Mara soon became intrigued by the stories the shopkeeper told of hexes and spells and the purposes to which her potions could be applied. It was then that fate drew back the curtain that Mara had so carefully put up to shield her heart. For while she chatted with the old woman, Kyle strolled by the shop window with a tall, cool blonde on his arm.

Mara’s mouth dropped open, but to her surprise, there was no sound coming from it, no scream of surprise, no anguished cry of betrayal. Still, her hand flew to her mouth, covering it. But the only sound was the one made by the glass potion bottle that she sent crashing to the floor with that movement..

The old shopkeeper did not seem surprised or alarmed by Mara’s state of shock. In fact, she had already guessed the reason for it, and quickly ushered Mara into the back room.

There, over a cup of tea, she told Mara about Kyle’s many beach romances which included hotel guests and cottage tenants of all ages and regardless of beauty or marital status. Some he preyed upon for their money and the expensive gifts they bought for him. Others, he romanced to satisfy his lust. The married women returned to their husbands, with the dream of romance still fresh in their memories. Some women wrote to him for months after they returned home, believing that he loved them and that they would plan a future together.

“He just throws the letters away if they don’t contain money or gifts,” the old woman shook her head. “Once I found some letters he had tossed into the bin outside my shop. I read them, then sprinkled them with a potion to heal hearts. It was all I could do for them.”

“But, is that really all you can do?” asked Mara. “Isn’t there some way we can stop him?”

The shopkeeper lowered her head and brought her face close to Mara’s. “You can stop him, my dear, if you have the courage.”

The next morning, Mara did everything exactly as she was directed by the white-haired herbalist who was now her partner in vengeance. While Kyle slept, she took his sunglasses, and the towel he had used after his shower last night and went down to the beach. She started drawing a figure in the sand. It wasn’t as difficult as she’d thought it would be. Mara knew that body, that face so well, that even if she hadn’t a splash of artistic talent, her hands could still have rendered his image from memory. She placed the sunglasses over the face of her creation, and laid the towel across the body.

“Hey, what are you doing down here so early? Building sand castles?”
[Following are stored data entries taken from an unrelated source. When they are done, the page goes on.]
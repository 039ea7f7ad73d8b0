//! BTE Calibration CLI Application
//!
//! Command-line driver for the bte-codec library. It adds:
//! - Configuration loading (config.toml)
//! - Logging setup
//! - A dry-run transport writing candump-style trace lines
//! - Text and JSON output of frames, macros and the catalog

use anyhow::{Context, Result};
use bte_codec::sequencer::{self, SystemRequest};
use bte_codec::{
    codec, send_macro, CalibrationMacro, ControlMode, FieldValue, Frame, FrameBuilder,
    MacroSequencer, MessageCatalog, MessageKey, OperatingState, RegisterCommand, Transport,
    TransportConfig,
};
use clap::{Parser, Subcommand, ValueEnum};
use std::fs::File;
use std::io::{self, Write};
use std::path::PathBuf;

mod config;
mod input;
mod trace;

use config::AppConfig;
use trace::TraceTransport;

/// BTE Calibration - Build and send calibration frames for the battery test emulator
#[derive(Parser, Debug)]
#[command(name = "bte-calib")]
#[command(about = "Build calibration CAN frames for the BTE (EStorage)", long_about = None)]
#[command(version)]
struct Args {
    #[command(subcommand)]
    command: Command,

    /// Path to configuration file (config.toml)
    #[arg(short, long, value_name = "FILE", global = true)]
    config: Option<PathBuf>,

    /// Message catalog file replacing the built-in catalog
    #[arg(long, value_name = "FILE", global = true)]
    catalog: Option<PathBuf>,

    /// Output format
    #[arg(long, value_enum, default_value_t = OutputFormat::Text, global = true)]
    format: OutputFormat,

    /// Trace file for sent frames (default: stdout)
    #[arg(short, long, value_name = "FILE", global = true)]
    output: Option<PathBuf>,

    /// Verbosity level (can be repeated: -v, -vv)
    #[arg(short, long, action = clap::ArgAction::Count, global = true)]
    verbose: u8,

    /// Suppress all output except errors
    #[arg(short, long, global = true)]
    quiet: bool,
}

#[derive(Subcommand, Debug)]
enum Command {
    /// Print the message catalog
    Catalog {
        /// Export the catalog as a loadable file
        #[arg(long, value_enum)]
        export: Option<ExportFormat>,
    },
    /// Build a single frame from field=value assignments
    Encode {
        /// Message name or CAN ID (0x..)
        message: MessageKey,
        /// Field assignments, e.g. u_min=0 u_max=1400
        values: Vec<String>,
    },
    /// Decode a payload against a catalog entry
    Decode {
        /// Message name or CAN ID (0x..)
        message: MessageKey,
        /// Payload bytes in hex
        payload: String,
    },
    /// Build a control register frame
    Register {
        /// Operating state (off, standby, on)
        #[arg(long, default_value = "standby")]
        state: OperatingState,
        /// Control mode (none, voltage, current, power, resistance or a code)
        #[arg(long, default_value = "none")]
        mode: ControlMode,
        /// Set value of the active controller
        #[arg(long, default_value_t = 0.0, allow_hyphen_values = true)]
        reference: f64,
        /// Reset the charge counter
        #[arg(long)]
        reset_charge: bool,
        /// Reset the energy counter
        #[arg(long)]
        reset_energy: bool,
        /// Inner resistance in mOhm
        #[arg(long, default_value_t = 0.0, allow_hyphen_values = true)]
        inner_resistance: f64,
    },
    /// Send the initialization macro
    Init,
    /// Initialize, then run a calibration curve ([calibration] or the 800 V preset)
    Calibrate {
        /// Override the set value of the run
        #[arg(long, allow_hyphen_values = true)]
        setpoint: Option<f64>,
        /// Override the control mode of the run
        #[arg(long)]
        mode: Option<ControlMode>,
    },
    /// Switch the device off
    Stop,
    /// Request system status or information
    Request {
        #[arg(value_enum)]
        kind: RequestKind,
    },
}

#[derive(Clone, Copy, Debug, PartialEq, Eq, ValueEnum)]
enum OutputFormat {
    Text,
    Json,
}

#[derive(Clone, Copy, Debug, ValueEnum)]
enum ExportFormat {
    Toml,
    Json,
}

#[derive(Clone, Copy, Debug, ValueEnum)]
enum RequestKind {
    Status,
    Info,
}

impl From<RequestKind> for SystemRequest {
    fn from(kind: RequestKind) -> Self {
        match kind {
            RequestKind::Status => SystemRequest::Status,
            RequestKind::Info => SystemRequest::Info,
        }
    }
}

fn main() -> Result<()> {
    // Parse command line arguments
    let args = Args::parse();

    // Initialize logging
    init_logging(args.verbose, args.quiet);

    log::info!("BTE Calibration CLI v{}", env!("CARGO_PKG_VERSION"));
    log::debug!("Using codec library v{}", bte_codec::VERSION);

    let config = match &args.config {
        Some(path) => {
            log::info!("Loading configuration from: {:?}", path);
            config::load_config(path)?
        }
        None => AppConfig::default(),
    };
    let catalog = config.load_catalog(args.catalog.as_deref())?;

    let mut session = Session::new(args.output.clone(), args.format, config.can.clone());

    match &args.command {
        Command::Catalog { export } => print_catalog(&catalog, *export, args.format),
        Command::Encode { message, values } => {
            let frame = encode_frame(&catalog, message, values)?;
            session.send_frame(message.to_string(), frame)
        }
        Command::Decode { message, payload } => decode_payload(&catalog, message, payload, args.format),
        Command::Register {
            state,
            mode,
            reference,
            reset_charge,
            reset_energy,
            inner_resistance,
        } => {
            let command = RegisterCommand::new(*state, *mode)
                .with_reference(*reference)
                .with_resets(*reset_charge, *reset_energy)
                .with_inner_resistance(*inner_resistance);
            let frame = FrameBuilder::new(&catalog).build_register(&command)?;
            session.send_frame(format!("{} ({})", state, mode), frame)
        }
        Command::Init => {
            let mut sequencer = MacroSequencer::new(&catalog);
            let init = sequencer.initialize(&config.initialization)?;
            session.send(&init)
        }
        Command::Calibrate { setpoint, mode } => {
            let mut run = config.calibration.clone();
            if let Some(setpoint) = setpoint {
                run.setpoint = *setpoint;
            }
            if let Some(mode) = mode {
                run.control_mode = *mode;
            }

            let mut sequencer = MacroSequencer::new(&catalog);
            let init = sequencer.initialize(&config.initialization)?;
            session.send(&init)?;
            let curve = sequencer.run_calibration(&run)?;
            session.send(&curve)?;
            log::info!(
                "Device left ON at {} ({}); use `stop` to switch off",
                run.setpoint,
                run.control_mode
            );
            Ok(())
        }
        Command::Stop => session.send(&sequencer::stop_macro(&catalog)?),
        Command::Request { kind } => {
            session.send(&sequencer::system_request_macro(&catalog, (*kind).into())?)
        }
    }
}

/// Where built frames go: the dry-run trace, plus JSON on stdout if asked
///
/// The trace writer is opened on the first send, so commands that only print
/// never create or truncate the `--output` file.
struct Session {
    output: Option<PathBuf>,
    format: OutputFormat,
    can: TransportConfig,
    trace: Option<TraceTransport<Box<dyn Write>>>,
}

impl Session {
    fn new(output: Option<PathBuf>, format: OutputFormat, can: TransportConfig) -> Self {
        Self {
            output,
            format,
            can,
            trace: None,
        }
    }

    fn trace(&mut self) -> Result<Option<&mut TraceTransport<Box<dyn Write>>>> {
        if self.trace.is_none() {
            let writer: Option<Box<dyn Write>> = match (&self.output, self.format) {
                (Some(path), _) => {
                    let file = File::create(path)
                        .with_context(|| format!("Failed to create trace file: {:?}", path))?;
                    Some(Box::new(io::BufWriter::new(file)))
                }
                (None, OutputFormat::Text) => Some(Box::new(io::stdout())),
                // JSON owns stdout; no trace without --output
                (None, OutputFormat::Json) => None,
            };
            self.trace = writer.map(|w| TraceTransport::new(w, self.can.clone()));
        }
        Ok(self.trace.as_mut())
    }

    fn send(&mut self, calibration_macro: &CalibrationMacro) -> Result<()> {
        if self.format == OutputFormat::Json {
            println!("{}", serde_json::to_string_pretty(calibration_macro)?);
        }
        if let Some(trace) = self.trace()? {
            let sent = send_macro(trace, calibration_macro)
                .with_context(|| format!("Failed to send '{}'", calibration_macro.name()))?;
            log::info!("✓ {} ({} frames)", calibration_macro.name(), sent);
        }
        Ok(())
    }

    fn send_frame(&mut self, label: String, frame: Frame) -> Result<()> {
        if self.format == OutputFormat::Json {
            println!("{}", serde_json::to_string_pretty(&frame)?);
        }
        if let Some(trace) = self.trace()? {
            trace
                .send(&frame)
                .with_context(|| format!("Failed to send {}", label))?;
            log::info!("✓ {}: {}", label, frame);
        }
        Ok(())
    }
}

fn encode_frame(catalog: &MessageCatalog, message: &MessageKey, values: &[String]) -> Result<Frame> {
    let definition = catalog.lookup(message)?;
    let assignments = values
        .iter()
        .map(|v| input::parse_assignment(v))
        .collect::<Result<Vec<_>>>()?;
    let named: Vec<(&str, FieldValue)> = assignments
        .iter()
        .map(|(name, value)| (name.as_str(), *value))
        .collect();

    let frame = FrameBuilder::new(catalog).build(definition, &named)?;
    Ok(frame)
}

fn decode_payload(catalog: &MessageCatalog, message: &MessageKey, payload: &str, format: OutputFormat) -> Result<()> {
    let definition = catalog.lookup(message)?;
    let bytes = input::parse_hex(payload)?;
    let values = codec::decode_payload(definition, &bytes)?;

    match format {
        OutputFormat::Json => {
            let map: serde_json::Map<String, serde_json::Value> = definition
                .fields
                .iter()
                .zip(&values)
                .map(|(field, value)| -> Result<(String, serde_json::Value)> {
                    Ok((field.name.clone(), serde_json::to_value(value)?))
                })
                .collect::<Result<_>>()?;
            println!("{}", serde_json::to_string_pretty(&map)?);
        }
        OutputFormat::Text => {
            println!("{} (0x{:03X})", definition.name, definition.id);
            for (field, value) in definition.fields.iter().zip(&values) {
                let unit = field.unit.as_deref().unwrap_or("");
                println!("  {:<16} {} {}", field.name, value, unit);
            }
        }
    }
    Ok(())
}

fn print_catalog(catalog: &MessageCatalog, export: Option<ExportFormat>, format: OutputFormat) -> Result<()> {
    match (export, format) {
        (Some(ExportFormat::Toml), _) => print!("{}", catalog.to_toml()?),
        (Some(ExportFormat::Json), _) | (None, OutputFormat::Json) => println!("{}", catalog.to_json()?),
        (None, OutputFormat::Text) => {
            let stats = catalog.stats();
            println!("═══════════════════════════════════════════════");
            println!("  BTE Message Catalog");
            println!("═══════════════════════════════════════════════\n");
            for message in catalog.messages() {
                let rate = message
                    .periodicity
                    .map(|hz| format!("{} Hz", hz))
                    .unwrap_or_default();
                println!(
                    "  0x{:03X}  {:<24} [{}] {:>2} fields  {}",
                    message.id,
                    message.name,
                    message.length,
                    message.fields.len(),
                    rate
                );
            }
            println!("\n📊 Messages: {}", stats.num_messages);
            println!("   Fields:   {}", stats.num_fields);
            println!("   Bit-packed: {}", stats.num_bit_packed);
        }
    }
    Ok(())
}

/// Initialize logging: `-q` shows errors only, each `-v` adds a level, and
/// `RUST_LOG` can still refine per target
fn init_logging(verbose: u8, quiet: bool) {
    use log::LevelFilter;

    let level = match (quiet, verbose) {
        (true, _) => LevelFilter::Error,
        (false, 0) => LevelFilter::Info,
        (false, 1) => LevelFilter::Debug,
        (false, _) => LevelFilter::Trace,
    };

    env_logger::Builder::new()
        .filter_level(level)
        .parse_default_env()
        .format(|buf, record| {
            writeln!(buf, "[{} {}] {}", record.level(), record.target(), record.args())
        })
        .init();
}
It was Kyle. He had woken to an empty bed and gone looking for her, just as she expected he would.

“Come here, darling,” she called . “I need you as my model. Sit there next to my drawing so I can get your handsome face just right.”

“That’s not bad,” Kyle told her as he squatted on the sand next to his sand portrait. “But I don’t think you have my mouth. It’s much sexier than that.”

“That’s why I need your help, darling,” she said. “Now here, put your hand here where I drew it so I can see if I have it in proportion.”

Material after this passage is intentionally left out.